What would be helpful right now?

  1. Tower sharing regulations -- make every tower or new transmitter justify its placement. If pre-existing towers are present, make newcomers lease space there rather than establish new sites.
  2. Establish regional transmitters, and group as many RF users together as possible. Create large setbacks near such facilities, and regularly monitor them. Keep them out of neighborhoods and off school property.
  3. Restore and protect state and community rights in tower siting. Local communities know their [typography - sic] much better than a distant engineer’s computer model or the FCC.
  4. Establish regular monitoring for all transmitters. Require pre and post testing -- before a transmitter goes on line, and after it goes on line. That is the only way to accurately assess what we are changing in the environment, and when. It is the best way to provide medical researchers with a baseline for future epidemiological studies.
  5. Encourage satellite-based systems for those who want wireless technologies, but inform users of the associated risks with the higher-powered handsets that would have to accompany such a distant system. At least these exposures would then be voluntary and based on informed consent.
  6. Decide whether wireless technologies are public utilities or not. I, and many others, do not think they can be considered that. They are private, for-profit businesses, and their use is discretionary.
  7. Keep the courts accessible to those who seek damages. It is the only recourse of fairness for consumers. Restore the ability of attorneys who are federally funded in community law offices to file class action suits to protect consumers.
  8. And last but most importantly, we need a comprehensive government research program for the radio frequencies like the EMF RAPID program. It should include -- but not be dependent upon --matching funds from industry. And it should not be housed in the Department of Defense.

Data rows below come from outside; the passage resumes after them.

//! Shape lifecycle misuse terminates the process with a diagnostic.
//!
//! Each case re-runs this test binary as a child selected through
//! `PALISADE_CRASH_CASE`.

use palisade_core::Entity;
use palisade_geometry::{Aabb, Sphere, Vec3};
use std::process::Command;

const CASE_ENV: &str = "PALISADE_CRASH_CASE";
const SURVIVED: &str = "process survived the violation";

fn selected(case: &str) -> bool {
    std::env::var(CASE_ENV).map_or(false, |value| value == case)
}

fn assert_terminates(case: &str, diagnostic: &str) {
    let exe = std::env::current_exe().unwrap();
    let output = Command::new(exe)
        .args(["--exact", case, "--nocapture", "--test-threads=1"])
        .env(CASE_ENV, case)
        .output()
        .unwrap();
    let mut text = String::from_utf8_lossy(&output.stdout).into_owned();
    text.push_str(&String::from_utf8_lossy(&output.stderr));

    assert!(!output.status.success(), "{case} exited normally:\n{text}");
    assert!(text.contains(diagnostic), "{case} output lacks diagnostic:\n{text}");
    assert!(!text.contains(SURVIVED), "{case} kept running:\n{text}");
}

#[test]
fn crash_case_box_initialized_twice() {
    if !selected("crash_case_box_initialized_twice") {
        return;
    }
    let mut shape = Aabb::new();
    shape.initialize_bounds(0.0, 0.0, 1.0, 1.0).unwrap();
    let _ = shape.initialize_bounds(0.0, 0.0, 1.0, 1.0);
    eprintln!("{SURVIVED}");
}

#[test]
fn crash_case_sphere_read_after_destroy() {
    if !selected("crash_case_sphere_read_after_destroy") {
        return;
    }
    let mut shape = Sphere::new();
    shape.initialize_shape(Vec3::ZERO, 1.0).unwrap();
    shape.destroy().unwrap();
    let _ = shape.radius();
    eprintln!("{SURVIVED}");
}

#[test]
fn test_box_initialized_twice_terminates() {
    assert_terminates(
        "crash_case_box_initialized_twice",
        "Aabb lifecycle error: initialize_bounds: called while object is already initialized",
    );
}

#[test]
fn test_sphere_read_after_destroy_terminates() {
    assert_terminates(
        "crash_case_sphere_read_after_destroy",
        "Sphere lifecycle error: radius: called while object is not initialized",
    );
}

Congress called for such research over 20 years ago but it never came to pass. It is suddenly imperative that we have the answers to medical issues in the face of a wireless America. This buildout should not continue without that information. It is asking too much of consumers. The risks are too high, not just for us, but for other species as well. Only when the medical issues are better understood, will the side-issues that we love to focus on -- siting, aesthetics, economics, property devaluation and all of the accompanying legalities --fall into line.

But until we have the medical answers, those side-issues will only serve as the smoke screens they are. We cannot allow ourselves to be distracted again from the crucial work at hand. We need to know.